What you should do
Return only the lines from the top of the material through the line marked by "directory tree (one", unaltered.
____ Input records
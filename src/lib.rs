//! Kura-Harvest: a polite catalog harvester
//!
//! This crate mirrors a sequentially-numbered remote catalog into a local
//! directory tree (one metadata document plus the page images of each item),
//! under a global request rate, a global concurrency cap and bounded retries.

pub mod config;
pub mod harvester;
pub mod output;
pub mod state;
pub mod storage;
pub mod url;

use thiserror::Error;

/// Main error type for Kura-Harvest operations
#[derive(Debug, Error)]
pub enum HarvestError {
    #[error("Configuration error: {0}")]
    Config(#[from] ConfigError),

    #[error("HTTP client error: {0}")]
    Reqwest(#[from] reqwest::Error),

    #[error("Could not fetch {url}")]
    FetchFailed { url: String },

    #[error("HTTP {status} for {url}")]
    HttpStatus { url: String, status: u16 },

    #[error("Missing {field} in document from {url}")]
    MissingField { field: &'static str, url: String },

    #[error("Storage error: {0}")]
    Storage(#[from] storage::StorageError),

    #[error("URL error: {0}")]
    UrlError(#[from] UrlError),

    #[error("Invalid state transition: {from:?} -> {to:?}")]
    InvalidTransition {
        from: state::ItemState,
        to: state::ItemState,
    },

    #[error("IO error: {0}")]
    Io(#[from] std::io::Error),
}

/// Configuration-specific errors
#[derive(Debug, Error)]
pub enum ConfigError {
    #[error("Failed to read config file: {0}")]
    Io(#[from] std::io::Error),

    #[error("Failed to parse TOML: {0}")]
    Parse(#[from] toml::de::Error),

    #[error("Validation error: {0}")]
    Validation(String),

    #[error("Invalid URL in config: {0}")]
    InvalidUrl(String),
}

/// URL-specific errors
#[derive(Debug, Error)]
pub enum UrlError {
    #[error("Failed to parse URL: {0}")]
    Parse(String),

    #[error("Invalid URL scheme: {0}")]
    InvalidScheme(String),

    #[error("URL has no file name: {0}")]
    MissingFileName(String),
}

/// Result type alias for Kura-Harvest operations
pub type Result<T> = std::result::Result<T, HarvestError>;

/// Result type alias for URL operations
pub type UrlResult<T> = std::result::Result<T, UrlError>;

// Re-export commonly used types
pub use config::Config;
pub use harvester::{Harvester, ItemOutcome};
pub use state::ItemState;
pub use url::{next_page_candidates, CatalogUrls, ImageExtension};
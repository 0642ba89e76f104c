//! Run statistics
//!
//! [`RunStats`] is a result sink that counts outcomes as items finish, so a
//! summary can be printed once the run is over.

use crate::harvester::ItemOutcome;
use crate::output::ResultSink;
use crate::state::ItemState;
use std::collections::HashMap;
use std::sync::atomic::{AtomicU64, Ordering};
use std::sync::Mutex;

/// Counts item outcomes of one run
#[derive(Debug, Default)]
pub struct RunStats {
    done: AtomicU64,
    incomplete: AtomicU64,
    skipped: AtomicU64,
    failed: AtomicU64,
    failed_at: Mutex<HashMap<ItemState, u64>>,
}

/// Snapshot of [`RunStats`]
#[derive(Debug, Clone, Default, PartialEq, Eq)]
pub struct RunSummary {
    /// Items fully downloaded
    pub done: u64,

    /// Items saved with at least one missing page
    pub incomplete: u64,

    /// Items whose directory already existed
    pub skipped: u64,

    /// Items aborted
    pub failed: u64,

    /// Failed items by the state they had reached, most frequent first
    pub failed_at: Vec<(ItemState, u64)>,
}

impl RunSummary {
    /// Number of items seen
    pub fn total(&self) -> u64 {
        self.done + self.incomplete + self.skipped + self.failed
    }

    /// Share of processed (non-skipped) items saved completely, in percent
    pub fn success_rate(&self) -> f64 {
        let processed = self.done + self.incomplete + self.failed;
        if processed == 0 {
            return 0.0;
        }
        (self.done as f64 / processed as f64) * 100.0
    }
}

impl RunStats {
    pub fn new() -> Self {
        Self::default()
    }

    /// Takes a snapshot of the counters
    pub fn summary(&self) -> RunSummary {
        let mut failed_at: Vec<_> = match self.failed_at.lock() {
            Ok(map) => map.iter().map(|(state, count)| (*state, *count)).collect(),
            Err(poisoned) => poisoned
                .into_inner()
                .iter()
                .map(|(state, count)| (*state, *count))
                .collect(),
        };
        failed_at.sort_by(|a, b| b.1.cmp(&a.1).then_with(|| a.0.as_str().cmp(b.0.as_str())));

        RunSummary {
            done: self.done.load(Ordering::Relaxed),
            incomplete: self.incomplete.load(Ordering::Relaxed),
            skipped: self.skipped.load(Ordering::Relaxed),
            failed: self.failed.load(Ordering::Relaxed),
            failed_at,
        }
    }
}

impl ResultSink for RunStats {
    fn on_item(&self, outcome: &ItemOutcome) {
        match outcome {
            ItemOutcome::Done {
                images_complete: true,
                ..
            } => {
                self.done.fetch_add(1, Ordering::Relaxed);
            }
            ItemOutcome::Done { .. } => {
                self.incomplete.fetch_add(1, Ordering::Relaxed);
            }
            ItemOutcome::Skipped { .. } => {
                self.skipped.fetch_add(1, Ordering::Relaxed);
            }
            ItemOutcome::Failed { state, .. } => {
                self.failed.fetch_add(1, Ordering::Relaxed);
                let mut failed_at = match self.failed_at.lock() {
                    Ok(map) => map,
                    Err(poisoned) => poisoned.into_inner(),
                };
                *failed_at.entry(*state).or_insert(0) += 1;
            }
        }
    }
}

/// Prints a summary to stdout in a formatted manner
pub fn print_summary(summary: &RunSummary) {
    println!("=== Harvest Statistics ===\n");

    println!("Items:");
    println!("  Total seen: {}", summary.total());
    println!("  Done: {}", summary.done);
    println!("  Done with missing pages: {}", summary.incomplete);
    println!("  Skipped (already present): {}", summary.skipped);
    println!("  Failed: {}", summary.failed);
    println!();

    if !summary.failed_at.is_empty() {
        println!("Failures by last reached state:");
        for (state, count) in &summary.failed_at {
            println!("  {}: {}", state, count);
        }
        println!();
    }

    println!(
        "Success Rate: {:.1}% ({} / {} items fully downloaded)",
        summary.success_rate(),
        summary.done,
        summary.done + summary.incomplete + summary.failed
    );
}
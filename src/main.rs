//! Kura-Harvest main entry point
//!
//! This is the command-line interface for the Kura-Harvest catalog harvester.

use anyhow::{bail, Context};
use clap::{ArgGroup, Parser};
use kura_harvest::config::{load_config_with_hash, Config};
use kura_harvest::output::{print_audit_report, print_summary, ResultSink, RunStats};
use kura_harvest::{Harvester, ItemOutcome};
use std::ops::RangeInclusive;
use std::path::PathBuf;
use tracing_subscriber::EnvFilter;

/// Kura-Harvest: a polite catalog harvester
///
/// Kura-Harvest mirrors a sequentially-numbered catalog into one directory
/// per item, under a global rate limit and concurrency cap. Items whose
/// directory already exists are skipped.
#[derive(Parser, Debug)]
#[command(name = "kura-harvest")]
#[command(version = "1.0.0")]
#[command(about = "A polite catalog harvester", long_about = None)]
#[command(group(
    ArgGroup::new("mode")
        .required(true)
        .args(["ids", "all", "random", "highest_id", "audit", "dry_run"])
))]
struct Cli {
    /// Path to TOML configuration file
    #[arg(value_name = "CONFIG")]
    config: PathBuf,

    /// Increase logging verbosity (-v, -vv, -vvv)
    #[arg(short, long, action = clap::ArgAction::Count)]
    verbose: u8,

    /// Suppress non-error output
    #[arg(short, long, conflicts_with = "verbose")]
    quiet: bool,

    /// Scrape these IDs; ranges such as 100-120 are inclusive
    #[arg(long, value_name = "ID|FROM-TO", num_args = 1.., value_parser = parse_id_range)]
    ids: Vec<RangeInclusive<u64>>,

    /// Scrape every ID from 1 to the highest one in the catalog
    #[arg(long)]
    all: bool,

    /// Scrape N random IDs (the whole range, shuffled, when N is omitted)
    #[arg(long, value_name = "N", num_args = 0..=1)]
    random: Option<Option<u64>>,

    /// Lowest ID picked by --random (defaults to 1)
    #[arg(long, requires = "random")]
    min_id: Option<u64>,

    /// Highest ID picked by --random (defaults to the highest ID in the catalog)
    #[arg(long, requires = "random")]
    max_id: Option<u64>,

    /// Print the highest ID in the catalog and exit
    #[arg(long)]
    highest_id: bool,

    /// Check the save directory for incomplete items and exit
    #[arg(long)]
    audit: bool,

    /// Validate config and show what would be used without fetching anything
    #[arg(long)]
    dry_run: bool,
}

#[tokio::main]
async fn main() -> anyhow::Result<()> {
    let cli = Cli::parse();

    // Setup logging based on verbosity
    setup_logging(cli.verbose, cli.quiet);

    // Load and validate configuration
    tracing::info!("Loading configuration from: {}", cli.config.display());
    let (config, config_hash) = load_config_with_hash(&cli.config)
        .with_context(|| format!("Failed to load configuration {}", cli.config.display()))?;
    tracing::info!("Configuration loaded successfully (hash: {})", config_hash);

    if cli.dry_run {
        handle_dry_run(&config);
        return Ok(());
    }

    let harvester = Harvester::new(&config).context("Failed to set up the harvester")?;

    if cli.audit {
        let report = harvester
            .audit()
            .context("Failed to audit the save directory")?;
        print_audit_report(&report);
    } else if cli.highest_id {
        match harvester.find_highest_id().await {
            Some(id) => println!("{}", id),
            None => bail!("Failed to determine the highest ID"),
        }
    } else {
        handle_harvest(&cli, &harvester).await?;
    }

    Ok(())
}

/// Sets up the logging/tracing subscriber based on verbosity level
fn setup_logging(verbose: u8, quiet: bool) {
    let filter = if quiet {
        // Only show errors
        EnvFilter::new("error")
    } else {
        match verbose {
            0 => EnvFilter::new("kura_harvest=info,warn"),
            1 => EnvFilter::new("kura_harvest=debug,info"),
            2 => EnvFilter::new("kura_harvest=trace,debug"),
            _ => EnvFilter::new("trace"),
        }
    };

    tracing_subscriber::fmt()
        .with_env_filter(filter)
        .with_target(false)
        .with_thread_ids(false)
        .with_file(false)
        .init();
}

/// Handles the --dry-run mode: validates config and shows the effective settings
fn handle_dry_run(config: &Config) {
    let harvester = &config.harvester;

    println!("=== Kura-Harvest Dry Run ===\n");

    println!("Harvester Configuration:");
    println!("  Save directory: {}", harvester.save_dir);
    println!(
        "  Max concurrent requests: {}",
        harvester.max_concurrent_requests
    );
    match harvester.effective_rate() {
        Some(rate) => println!("  Max requests per second: {}", rate),
        None => println!("  Max requests per second: unlimited"),
    }
    println!("  Timeout: {}s", harvester.timeout_secs);
    println!("  Attempts per URL: {}", harvester.retries);
    println!("  Batch size: {}", harvester.effective_batch_size());
    println!(
        "  Pause between batches: {}-{}ms",
        harvester.batch_pause_min_ms, harvester.batch_pause_max_ms
    );

    println!("\nUser Agent:");
    match &config.user_agent.list_path {
        Some(path) => println!("  List: {}", path),
        None => println!("  List: none"),
    }
    println!("  Fallback: {}", config.user_agent.fallback);

    println!("\nCatalog:");
    println!("  Gallery URL: {}", config.catalog.gallery_url);
    match &config.catalog.latest_search_url {
        Some(url) => println!("  Latest search URL: {}", url),
        None => println!("  Latest search URL: none (binary search only)"),
    }
    println!("  Probe upper bound: {}", config.catalog.probe_upper_bound);
    println!("  Metadata file: {}", config.catalog.meta_file_name);

    println!("\n✓ Configuration is valid");
}

/// Handles the scraping modes: --ids, --all and --random
async fn handle_harvest(cli: &Cli, harvester: &Harvester) -> anyhow::Result<()> {
    let stats = RunStats::new();

    if !cli.ids.is_empty() {
        if let [range] = cli.ids.as_slice() {
            if range.start() == range.end() {
                let outcome = harvester.scrape_single(*range.start()).await;
                report_single(&outcome);
                stats.on_item(&outcome);
                print_summary(&stats.summary());
                return Ok(());
            }
        }

        let ids: Vec<u64> = cli.ids.iter().cloned().flatten().collect();
        harvester.scrape_many(ids, &stats).await;
    } else if cli.all {
        if harvester.scrape_all(&stats).await.is_none() {
            bail!("Failed to determine the highest ID");
        }
    } else if let Some(n) = cli.random {
        if harvester
            .scrape_random(n, cli.min_id.unwrap_or(1), cli.max_id, &stats)
            .await
            .is_none()
        {
            bail!("Could not choose random IDs");
        }
    }

    print_summary(&stats.summary());
    Ok(())
}

fn report_single(outcome: &ItemOutcome) {
    match outcome {
        ItemOutcome::Done { id, dir, .. } => println!("#{} -> {}", id, dir.display()),
        ItemOutcome::Skipped { id, dir } => println!("#{} already present at {}", id, dir.display()),
        ItemOutcome::Failed { id, reason, .. } => println!("#{} failed: {}", id, reason),
    }
}

/// Parses `42` or `100-120` into an inclusive range
fn parse_id_range(value: &str) -> Result<RangeInclusive<u64>, String> {
    let parse = |s: &str| {
        s.trim()
            .parse::<u64>()
            .map_err(|e| format!("invalid ID '{}': {}", s.trim(), e))
    };

    let (start, end) = match value.split_once('-') {
        Some((start, end)) => (parse(start)?, parse(end)?),
        None => {
            let id = parse(value)?;
            (id, id)
        }
    };

    if start == 0 || end < start {
        return Err(format!("invalid ID range '{}'", value));
    }
    Ok(start..=end)
}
________
Written answer
filename src/lib.rs
//! Kura-Harvest: a polite catalog harvester
//!
//! This crate mirrors a sequentially-numbered remote catalog into a local
//! directory tree (one metadata document plus the page images of each item),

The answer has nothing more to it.